**TASK PROMPT**
From the data below, return the exact lines starting at the line containing "not a constructor type." and ending at the line containing "range of a day.", both included, and nothing else.

BEGIN RECORDS FOR THIS EXERCISE

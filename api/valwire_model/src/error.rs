// Copyright 2015-2023 Swim Inc.
//
// Licensed under the Apache License, Version 2.0 (the "License");
// you may not use this file except in compliance with the License.
// You may obtain a copy of the License at
//
//     http://www.apache.org/licenses/LICENSE-2.0
//
// Unless required by applicable law or agreed to in writing, software
// distributed under the License is distributed on an "AS IS" BASIS,
// WITHOUT WARRANTIES OR CONDITIONS OF ANY KIND, either express or implied.
// See the License for the specific language governing permissions and
// limitations under the License.

use thiserror::Error;

/// Errors that can occur when assembling a value or a type from its components.
#[derive(Debug, Clone, PartialEq, Eq, Error)]
pub enum ModelError {
    /// A rational number was given a denominator of zero.
    #[error("A rational number cannot have a zero denominator.")]
    ZeroDenominator,
    /// The number of children did not match the arity of a constructor type.
    #[error("Expected {expected} children but {actual} were provided.")]
    ArityMismatch { expected: usize, actual: usize },
    /// The number of field names did not match the number of fields.
    #[error("Expected {expected} field names but {actual} were provided.")]
    NamesMismatch { expected: usize, actual: usize },
    /// A tuple type was required (for parameters or fields).
    #[error("Expected a tuple type but found: {0}")]
    NotATupleType(String),
    /// An algebraic data type was required.
    #[error("Expected an algebraic data type but found: {0}")]
    NotAnAdtType(String),
    /// A constructor value was tagged with a type that is not a constructor type.
    #[error("Expected a constructor type but found: {0}")]
    NotAConstructorType(String),
    /// The components of a date or time do not describe a valid instant.
    #[error("Invalid date or time components.")]
    InvalidDateTime,
    /// A timezone offset was outside of the range of a day.
    #[error("Timezone offset of {0} minutes is out of range.")]
    InvalidOffset(i32),
}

END RECORDS FOR THIS EXERCISE

**PROBLEM SOLUTION**
    /// A constructor value was tagged with a type that is not a constructor type.
    #[error("Expected a constructor type but found: {0}")]
    NotAConstructorType(String),
    /// The components of a date or time do not describe a valid instant.
    #[error("Invalid date or time components.")]
    InvalidDateTime,
    /// A timezone offset was outside of the range of a day.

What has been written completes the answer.